Più o meno grandi, ma comunque totalizzanti, i disagi vengono esorcizzati nell’alcol. La protagonista infatti affronta il tradimento del marito rifugiandosi nel bere e automaticamente si ritrova a vivere dentro una dimensione diversa: suoi compagni di strada diventano gli emarginati e i senzatetto, la casa è l’ospedale per non morire e la clinica per disintossicarsi, di qui passa il cammino faticoso per riemergere.

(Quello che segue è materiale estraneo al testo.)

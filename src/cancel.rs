//! Scan-wide cancellation signal.

use std::sync::Arc;
use tokio::sync::watch;

/// A cloneable, one-way cancellation flag.
///
/// Every clone observes the same flag. Once cancelled it stays cancelled.
#[derive(Clone, Debug)]
pub struct CancelSignal {
    sender: Arc<watch::Sender<bool>>,
    receiver: watch::Receiver<bool>,
}

impl Default for CancelSignal {
    fn default() -> Self {
        Self::new()
    }
}

impl CancelSignal {
    pub fn new() -> Self {
        let (sender, receiver) = watch::channel(false);
        CancelSignal {
            sender: Arc::new(sender),
            receiver,
        }
    }

    pub fn cancel(&self) {
        self.sender.send_replace(true);
    }

    pub fn is_cancelled(&self) -> bool {
        *self.receiver.borrow()
    }

    /// Completes once the signal is cancelled; immediately if it already is.
    pub async fn cancelled(&self) {
        let mut receiver = self.receiver.clone();
        // The sender lives as long as any clone of this signal, so the only
        // way out of `wait_for` is the flag turning true.
        let _ = receiver.wait_for(|cancelled| *cancelled).await;
    }
}
//! In-memory template set.
//!
//! Templates are shared read-only across every concurrent run, so the catalog
//! hands out `Arc<Template>`s. Workflow steps resolve sub-template IDs here.

use std::collections::HashMap;
use std::sync::Arc;
use tracing::{info, warn};

use crate::enums::TemplateKind;
use crate::error::TemplateError;
use crate::types::Template;

#[derive(Clone, Debug, Default)]
pub struct Catalog {
    templates: Vec<Arc<Template>>,
    index: HashMap<String, usize>,
}

impl Catalog {
    /// Indexes `templates` by ID. When an ID repeats, the first template wins
    /// and the rest are dropped with a warning.
    pub fn new(templates: impl IntoIterator<Item = Template>) -> Self {
        let mut catalog = Catalog::default();
        for template in templates {
            catalog.insert(template);
        }
        catalog
    }

    /// Loads every YAML document through [`crate::load`]. Documents that fail
    /// to parse or validate are skipped with a warning and returned alongside.
    pub fn from_yaml_documents<'a>(
        documents: impl IntoIterator<Item = &'a str>,
    ) -> (Self, Vec<Vec<TemplateError>>) {
        let mut catalog = Catalog::default();
        let mut failures = Vec::new();
        for (position, document) in documents.into_iter().enumerate() {
            match crate::load(document) {
                Ok(loaded) => {
                    catalog.insert(loaded.template);
                }
                Err(errors) => {
                    for e in &errors {
                        warn!(document = position, error = %e, "could not load template");
                    }
                    failures.push(errors);
                }
            }
        }
        (catalog, failures)
    }

    /// Adds one template. Returns `false` if the ID was already taken.
    pub fn insert(&mut self, template: Template) -> bool {
        if self.index.contains_key(&template.id) {
            warn!(id = %template.id, "duplicate template id; keeping the first");
            return false;
        }
        self.index.insert(template.id.clone(), self.templates.len());
        self.templates.push(Arc::new(template));
        true
    }

    pub fn get(&self, id: &str) -> Option<&Arc<Template>> {
        self.index.get(id).map(|&i| &self.templates[i])
    }

    pub fn contains(&self, id: &str) -> bool {
        self.index.contains_key(id)
    }

    pub fn len(&self) -> usize {
        self.templates.len()
    }

    pub fn is_empty(&self) -> bool {
        self.templates.is_empty()
    }

    /// Templates in insertion order.
    pub fn iter(&self) -> impl Iterator<Item = &Arc<Template>> {
        self.templates.iter()
    }

    /// Templates of `kind` whose severity passes `severities`, in insertion
    /// order. An empty filter accepts every severity.
    pub fn select<S: AsRef<str>>(&self, kind: TemplateKind, severities: &[S]) -> Vec<Arc<Template>> {
        match kind {
            TemplateKind::AdvancedWorkflow => info!("Loading advanced workflows..."),
            TemplateKind::Workflow => info!("Loading workflows..."),
            TemplateKind::Template => info!("Loading templates..."),
        }

        let mut selected = Vec::new();
        for template in &self.templates {
            if template.kind() != kind {
                continue;
            }
            let severity = template.info.severity.as_str();
            if severities.is_empty() || has_matching_severity(severity, severities) {
                info!("{}", describe_template(template));
                selected.push(template.clone());
            } else {
                warn!(
                    id = %template.id,
                    severity,
                    "excluding template due to severity filter"
                );
            }
        }
        selected
    }

    /// The `[id] name (@author) [severity]` line for a template.
    pub fn describe(&self, id: &str) -> Option<String> {
        self.get(id).map(|t| describe_template(t))
    }
}

pub fn describe_template(template: &Template) -> String {
    format!(
        "[{}] {} (@{}) [{}]",
        template.id,
        template.info.name.as_deref().unwrap_or(""),
        template.info.author.as_deref().unwrap_or(""),
        template.info.severity
    )
}

/// Whether `severity` passes the filter. Each filter entry may hold several
/// comma-separated severities; entries match case-insensitively by prefix, so
/// `crit` selects `critical`. Empty entries match nothing.
pub fn has_matching_severity<S: AsRef<str>>(severity: &str, allowed: &[S]) -> bool {
    let severity = severity.to_ascii_lowercase();
    allowed
        .iter()
        .flat_map(|entry| entry.as_ref().split(','))
        .map(|s| s.trim().to_ascii_lowercase())
        .any(|s| !s.is_empty() && severity.starts_with(&s))
}
use probekit::context::Variables;
use probekit::enums::{ExtractorKind, Protocol};
use probekit::extract::evaluate_extractors;
use probekit::response::ResponseView;
use probekit::types::{Extracted, Extractor};
use proptest::prelude::*;

fn view(body: &str) -> ResponseView {
    ResponseView::new(Protocol::Http, "http://x.test", "").with_part("body", body)
}

proptest! {
    #![proptest_config(ProptestConfig::with_cases(128))]

    // A regex over `id=<n>;` tokens captures every token, in body order,
    // duplicates included.
    #[test]
    fn regex_captures_keep_body_order(ids in prop::collection::vec(0u32..50, 0..10)) {
        let body: String = ids.iter().map(|n| format!("id={};", n)).collect();
        let mut e = Extractor::new(ExtractorKind::Regex);
        e.name = Some("id".to_string());
        e.group = Some(1);
        e.regex = vec![r"id=(\d+);".to_string()];

        let extracted = evaluate_extractors(&[e], &view(&body), &Variables::new(), None);
        let expected: Vec<String> = ids.iter().map(|n| n.to_string()).collect();
        if expected.is_empty() {
            prop_assert!(extracted.get("id").is_none());
        } else {
            prop_assert_eq!(extracted.get("id").unwrap(), expected.as_slice());
        }
    }

    // extend() appends values under existing keys and keeps first-seen key order.
    #[test]
    fn extend_appends_in_order(
        first in prop::collection::vec(("[ab]", "[a-z]{1,3}"), 0..6),
        second in prop::collection::vec(("[bc]", "[a-z]{1,3}"), 0..6),
    ) {
        let mut left = Extracted::new();
        for (k, v) in &first {
            left.push(k, v.clone(), false);
        }
        let mut right = Extracted::new();
        for (k, v) in &second {
            right.push(k, v.clone(), false);
        }
        left.extend(right);

        for key in ["a", "b", "c"] {
            let expected: Vec<String> = first
                .iter()
                .chain(second.iter())
                .filter(|(k, _)| k == key)
                .map(|(_, v)| v.clone())
                .collect();
            match left.get(key) {
                Some(values) => prop_assert_eq!(values, expected.as_slice()),
                None => prop_assert!(expected.is_empty()),
            }
        }
    }
}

Per essere vivi, pensa la donna, «non basta poter respirare». Continuamente inseguita e affannosamente rincorsa, ma di rado vissuta, la felicità è una «gran puttana». E tuttavia, a costo di cercarla in fondo a una bottiglia o nel corpo che vibra nel rapporto sessuale, vivere desiderando la felicità, e anzi proclamando «il coraggio di essere felici», è una costante delle eroine di Rossana Campo e anche dei personaggi che ruotano intorno alla protagonista di questo suo utimo libro, personaggi che hanno alle spalle storie diverse, e però convergenti nell’annullamento di sé attraverso l’alcol.
Così, quando la disperazione aumenta, il desiderio di amare (che coincide con l’amore stesso) appare ancora più forte, sembra tutto nella vita. Non a caso i vari personaggi che affollano le pagine di Più forte di me e che sono tutti, senza eccezioni, figure «eccentriche», discoste dalla «normalità» (tanto che le pagine più intense del libro sono ambientate nella clinica dell’Olivier dove l’ottica consueta si capovolge e una banda di matti disperati ubriaconi finalmente trova la volontà di vivere), esprimono un desiderio comune: «Vogliamo un po’ d’attenzione, vogliamo essere amati e sentire un po’ di calore. Per sopravvivere abbiamo bisogno di questo».
Questo calore, questa solidarietà, questa amicizia, si riveleranno più forti del sesso (che è precario), più forti dell’alcol (che è ingannatore). In questo libro sconsolato, l’autrice può dunque avanzare una ricetta, un messaggio: per salvarsi in una società dura che annulla tutto, il segreto è il dialogo, la solidarietà, la condivisione. Solo questa deve essere la vera felicità, dice alla fine Rossana Campo con serietà, rinunciando all’ironia che traspare invece in tutte le pagine e che non risparmia né le donne né tanto meno gli uomini, descritti quasi tutti come imbelli, manichini, egoisti (con qualche eccezione: Fred, l’amico gay, spiritoso, equilibrato, disponibile; il medico Alain che cura bruscamente anche l’anima, Thierry, l’edicolante generoso).
Un’ironia che l’autrice sembra rivolgere anche a se stessa e perfino alla sua scrittura: «Libri e libri, parole e parole, ah quanto le disprezzo tutte le palle inventate che riempiono la maggior parte dei libri che stanno ammucchiati sui banconi delle librerie. Libri e libri su tutti gli scaffali e i tavoli puliti e spolverati, tutti lì in fila come soldatini a cercare di farsi leggere le loro cazzate che non fanno troppo male a nessuno, né a chi le scrive né a chi le legge, tutta quella roba che non c’entra niente con la mia vita». Sono parole che Rossana Campo mette in bocca alla sua protagonista che – guarda caso, in un gioco di specchi fra finzione e autobiografia – fa la scrittrice di mestiere. Proprio come l’autrice che, facendo mostra di non prendere sul serio il proprio lavoro, fa dire ancora alla protagonista: «Scrivo per ridurre un po’ la mia pazzia sul tavolo dove taglio le cipolle».
Le cipolle fanno piangere, ma questo non è per fortuna un libro strappalacrime. È anzi un libro molto serio, come lo è la scrittura – e Rossana Campo lo sa bene – quando si fa testimonianza.